Scheduling Key Deletion
Use the post /v1/cckm/aws/keys/{id}/schedule-deletion
API to schedule deletion of a key.
Note
You can schedule the deletion of a multi-Region primary key at any time. However, AWS KMS will not delete a multi-Region primary key that has replica keys, even if they are scheduled for deletion.
Tip
-
To delete a multi-region primary key, you must schedule the deletion of all of its replica keys, and then wait for the replica keys to be deleted. The required waiting period for deleting a primary key begins when the last of its replica keys is deleted. If you must delete a primary key from a particular Region without deleting its replica keys, change the primary key to a replica key by updating the primary Region.
-
If any replica keys still exist, the key state of the primary key changes to Pending replica deletion (
PendingReplicaDeletion
). Otherwise, it changes to Pending deletion (PendingDeletion
). In either case, you cannot use the primary key in cryptographic operations and you cannot replicate it.
Syntax
curl -k '<IP>/api/v1/cckm/aws/keys/{id}/schedule-deletion' -H 'Authorization: Bearer AUTHTOKEN' -H 'Content-Type: application/json' --data-binary $'{\n "days": <days>\n}' --compressed
Here, {id}
represents the key ID.
Request Parameters
Parameter | Type | Description |
---|---|---|
AUTHTOKEN | string | Authorization token. |
days | integer | Number of days after which the key will be deleted.

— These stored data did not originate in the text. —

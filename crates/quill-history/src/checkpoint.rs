//! Checkpoint arithmetic.
//!
//! History is organized into checkpoints of `F` consecutive ledgers, where
//! `F` is the checkpoint frequency (64 in production, 8 when time is
//! artificially accelerated for testing). A checkpoint is identified by its
//! last ledger, which satisfies `(seq + 1) % F == 0`. The genesis
//! checkpoint is one ledger short: ledger 0 does not exist, ledger 1 is
//! genesis, so with `F = 8` the first checkpoint covers ledgers 1..=7.

use quill_ledger::GENESIS_LEDGER_SEQ;

/// Checkpoint frequency in production.
pub const DEFAULT_CHECKPOINT_FREQUENCY: u32 = 64;

/// Checkpoint frequency under accelerated time.
pub const ACCELERATED_CHECKPOINT_FREQUENCY: u32 = 8;

/// Pure checkpoint arithmetic over a fixed frequency.
#[derive(Debug, Clone, Copy, PartialEq, Eq)]
pub struct CheckpointScheme {
    frequency: u32,
}

impl CheckpointScheme {
    pub fn new(frequency: u32) -> Self {
        assert!(frequency >= 2, "checkpoint frequency must be at least 2");
        Self { frequency }
    }

    pub fn production() -> Self {
        Self::new(DEFAULT_CHECKPOINT_FREQUENCY)
    }

    pub fn accelerated() -> Self {
        Self::new(ACCELERATED_CHECKPOINT_FREQUENCY)
    }

    pub fn frequency(&self) -> u32 {
        self.frequency
    }

    /// Smallest multiple of the frequency that is >= `ledger`; the
    /// frequency itself for ledger 0.
    pub fn next_checkpoint_ledger(&self, ledger: u32) -> u32 {
        let freq = self.frequency;
        if ledger == 0 {
            return freq;
        }
        ledger.div_ceil(freq) * freq
    }

    /// Largest multiple of the frequency that is <= `ledger`.
    pub fn prev_checkpoint_ledger(&self, ledger: u32) -> u32 {
        (ledger / self.frequency) * self.frequency
    }

    /// Identifier (last ledger) of the checkpoint containing `ledger`.
    pub fn checkpoint_containing(&self, ledger: u32) -> u32 {
        self.next_checkpoint_ledger(ledger + 1) - 1
    }

    /// True when `ledger` is the last ledger of a checkpoint.
    pub fn is_checkpoint_ledger(&self, ledger: u32) -> bool {
        (ledger + 1) % self.frequency == 0
    }

    /// First ledger of the checkpoint identified by `checkpoint`.
    pub fn first_ledger_of_checkpoint(&self, checkpoint: u32) -> u32 {
        debug_assert!(self.is_checkpoint_ledger(checkpoint));
        if checkpoint + 1 == self.frequency {
            GENESIS_LEDGER_SEQ
        } else {
            checkpoint + 1 - self.frequency
        }
    }

    /// Number of ledgers in the checkpoint identified by `checkpoint`;
    /// the genesis checkpoint holds one less than the frequency.
    pub fn checkpoint_entry_count(&self, checkpoint: u32) -> u32 {
        checkpoint - self.first_ledger_of_checkpoint(checkpoint) + 1
    }
}

/// An inclusive range of ledger sequence numbers.
#[derive(Debug, Clone, Copy, PartialEq, Eq)]
pub struct LedgerRange {
    pub first: u32,
    pub last: u32,
}

impl LedgerRange {
    pub fn new(first: u32, last: u32) -> Self {
        debug_assert!(first <= last);
        Self { first, last }
    }

    pub fn count(&self) -> u32 {
        self.last - self.first + 1
    }

    pub fn contains(&self, seq: u32) -> bool {
        self.first <= seq && seq <= self.last
    }
}

/// An inclusive range of checkpoints, identified by their last ledgers and
/// always aligned to the scheme.
#[derive(Debug, Clone, Copy, PartialEq, Eq)]
pub struct CheckpointRange {
    pub first: u32,
    pub last: u32,
    scheme: CheckpointScheme,
}

impl CheckpointRange {
    /// Range of checkpoints covering the ledgers `[first, last]`.
    pub fn covering(ledgers: LedgerRange, scheme: CheckpointScheme) -> Self {
        Self {
            first: scheme.checkpoint_containing(ledgers.first),
            last: scheme.checkpoint_containing(ledgers.last),
            scheme,
        }
    }

    pub fn from_checkpoints(first: u32, last: u32, scheme: CheckpointScheme) -> Self {
        debug_assert!(scheme.is_checkpoint_ledger(first));
        debug_assert!(scheme.is_checkpoint_ledger(last));
        debug_assert!(first <= last);
        Self {
            first,
            last,
            scheme,
        }
    }

    /// Number of checkpoints in the range.
    pub fn checkpoint_count(&self) -> u32 {
        (self.last - self.first) / self.scheme.frequency() + 1
    }

    /// Total ledger entries carried by the range's checkpoint files.
    pub fn ledger_entry_count(&self) -> u32 {
        self.last - self.scheme.first_ledger_of_checkpoint(self.first) + 1
    }

    /// Checkpoint identifiers, ascending.
    pub fn checkpoints(&self) -> impl Iterator<Item = u32> + '_ {
        (self.first..=self.last).step_by(self.scheme.frequency() as usize)
    }
}

#[cfg(test)]
mod tests {
    use super::*;

    #[test]
    fn test_next_checkpoint_ledger() {
        let scheme = CheckpointScheme::accelerated();
        assert_eq!(scheme.next_checkpoint_ledger(0), 8);
        assert_eq!(scheme.next_checkpoint_ledger(1), 8);
        assert_eq!(scheme.next_checkpoint_ledger(8), 8);
        assert_eq!(scheme.next_checkpoint_ledger(9), 16);
        assert_eq!(scheme.next_checkpoint_ledger(33), 40);
    }

    #[test]
    fn test_prev_checkpoint_ledger() {
        let scheme = CheckpointScheme::accelerated();
        assert_eq!(scheme.prev_checkpoint_ledger(0), 0);
        assert_eq!(scheme.prev_checkpoint_ledger(7), 0);
        assert_eq!(scheme.prev_checkpoint_ledger(8), 8);
        assert_eq!(scheme.prev_checkpoint_ledger(15), 8);
        assert_eq!(scheme.prev_checkpoint_ledger(16), 16);
    }

    #[test]
    fn test_checkpoint_containing() {
        let scheme = CheckpointScheme::accelerated();
        for seq in 1..=7 {
            assert_eq!(scheme.checkpoint_containing(seq), 7);
        }
        for seq in 8..=15 {
            assert_eq!(scheme.checkpoint_containing(seq), 15);
        }
        assert_eq!(scheme.checkpoint_containing(40), 47);
    }

    #[test]
    fn test_checkpoint_alignment_invariants() {
        // For all checkpoint-aligned ledgers k*F:
        // next(k*F) == k*F and containing(k*F - 1) == k*F - 1.
        for scheme in [CheckpointScheme::accelerated(), CheckpointScheme::production()] {
            let freq = scheme.frequency();
            for k in 1..6 {
                assert_eq!(scheme.next_checkpoint_ledger(k * freq), k * freq);
                assert_eq!(scheme.checkpoint_containing(k * freq - 1), k * freq - 1);
                assert!(scheme.is_checkpoint_ledger(k * freq - 1));
                assert!(!scheme.is_checkpoint_ledger(k * freq));
            }
        }
    }

    #[test]
    fn test_genesis_checkpoint_is_short() {
        let scheme = CheckpointScheme::accelerated();
        assert_eq!(scheme.first_ledger_of_checkpoint(7), 1);
        assert_eq!(scheme.checkpoint_entry_count(7), 7);
        assert_eq!(scheme.first_ledger_of_checkpoint(15), 8);
        assert_eq!(scheme.checkpoint_entry_count(15), 8);
    }

    #[test]
    fn test_ledger_range() {
        let range = LedgerRange::new(40, 47);
        assert_eq!(range.count(), 8);
        assert!(range.contains(40));
        assert!(range.contains(47));
        assert!(!range.contains(48));
    }

    #[test]
    fn test_checkpoint_range_covering() {
        let scheme = CheckpointScheme::accelerated();
        let range = CheckpointRange::covering(LedgerRange::new(40, 47), scheme);
        assert_eq!(range.first, 47);
        assert_eq!(range.last, 47);
        assert_eq!(range.checkpoint_count(), 1);
        assert_eq!(range.ledger_entry_count(), 8);

        let range = CheckpointRange::covering(LedgerRange::new(39, 47), scheme);
        assert_eq!(range.first, 39);
        assert_eq!(range.checkpoint_count(), 2);
        assert_eq!(range.ledger_entry_count(), 16);

        let range = CheckpointRange::covering(LedgerRange::new(1, 7), scheme);
        assert_eq!(range.checkpoint_count(), 1);
        assert_eq!(range.ledger_entry_count(), 7);
    }

    #[test]
    fn test_checkpoint_iteration() {
        let scheme = CheckpointScheme::accelerated();
        let range = CheckpointRange::from_checkpoints(7, 31, scheme);
        let checkpoints: Vec<u32> = range.checkpoints().collect();
        assert_eq!(checkpoints, vec![7, 15, 23, 31]);
    }
}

The days must be between 7 and 30. |
Example Request
curl -k 'https://127.0.0.1/api/v1/cckm/aws/keys/baf58871-2503-4d13-a84a-339aeb8fdfaf/schedule-deletion' -H 'Authorization: Bearer eyJhbGciOiJIUzI1NiIsInR5cCI6IkpXVCJ9.eyJhdWQiOiJjNWMwZGJlNC1lMmJmLTQ3M2MtODY4MC01NWVkMWIzMDEzMmEiLCJzdWIiOiJsb2NhbHxhNjdjMzc0OC05YTRiLTRhZGQtYjNkOS0wNTRiYTIwYmUzYWMiLCJpc3MiOiJreWxvIiwiYWNjIjoia3lsbyIsInByZWZlcnJlZF91c2VybmFtZSI6ImFkbWluIiwiY3VzdCI6eyJkb21haW5faWQiOiIwMDAwMDAwMC0wMDAwLTAwMDAtMDAwMC0wMDAwMDAwMDAwMDAiLCJncm91cHMiOlsiYWRtaW4iXSwic2lkIjoiMDhkNDI5ZjktNDgzYi00ODdlLWJjOTQtNGE1Mjc2ZDI2ZjZjIiwiem9uZV9pZCI6IjAwMDAwMDAwLTAwMDAtMDAwMC0wMDAwLTAwMDAwMDAwMDAwMCJ9LCJqd3RpZCI6IjJhN2Y2MWM0LTAyZDYtNDcyOC1hNjE2LTNiNGE1NWMzMzFiNSIsImlhdCI6MTYwNDU1ODY5NSwiZXhwIjoxNjA0NTU4OTk1fQ.j7dg_wOMie9RoTy_i3EbAx_yQGyrw4_4n5kaHp0EmN0' -H 'Content-Type: application/json' --data-binary $'{\n "days": 7\n}' --compressed
Example Response
{
"id": "baf58871-2503-4d13-a84a-339aeb8fdfaf",
"uri": "kylo:kylo:cckm:aws-key:baf58871-2503-4d13-a84a-339aeb8fdfaf",
"account": "kylo:kylo:admin:accounts:kylo",
"application": "ncryptify:gemalto:admin:apps:kylo",
"devAccount": "ncryptify:gemalto:admin:accounts:gemalto",
"createdAt": "2020-11-05T06:35:42.443457Z",
"updatedAt": "2020-11-05T06:48:43.972188229Z",
"kms_id": "0b90f8de-8617-498d-ad63-ca18eb717ae7",
"kms": "kms",
"synced_at": "2020-11-05T06:38:27.581643Z",
"rotation_status": "",
"cloud_name": "aws",
"key_type": "symmetric",
"basic_view_enabled": false,
"region": "ap-south-1",
"gone": false,
"key_material_origin": "native",
"aws_param": {
"AWSAccountId": "123456789012",
"Arn": "arn:aws:kms:ap-south-1:123456789012:key/623321f4-a7d4-4d52-89bf-a9f26a29360e",
"CustomerMasterKeySpec": "SYMMETRIC_DEFAULT",
"Description": "key-description",
"Enabled": false,
"EncryptionAlgorithms": [
"SYMMETRIC_DEFAULT"
],
"KeyID": "623321f4-a7d4-4d52-89bf-a9f26a29360e",
"KeyManager": "CUSTOMER",
"KeyState": "PendingDeletion",
"KeyUsage": "ENCRYPT_DECRYPT",
"Origin": "AWS_KMS",
"CreationDate": "2020-11-05T06:35:29Z",
"Policy": {
"Id": "key-default-1",
"Version": "2012-10-17",
"Statement": [
{
"Sid": "Enable IAM User Permissions",
"Action": "kms:*",
"Effect": "Allow",
"Resource": "*",
"Principal": {
"AWS": "arn:aws:iam::123456789012:root"
}
}
]
},
"Alias": [
"alias/aws-test-key"
],
"Tags": [
{
"TagKey": "key",
"TagValue": "value"
}
],
"DeletionDate": "2020-11-12T06:48:43.971985424Z",
"KeyRotationEnabled": false
}
}
The sample output shows that the key will be deleted after 7 days. When key deletion is scheduled, the state of the key changes from enabled to pending deletion.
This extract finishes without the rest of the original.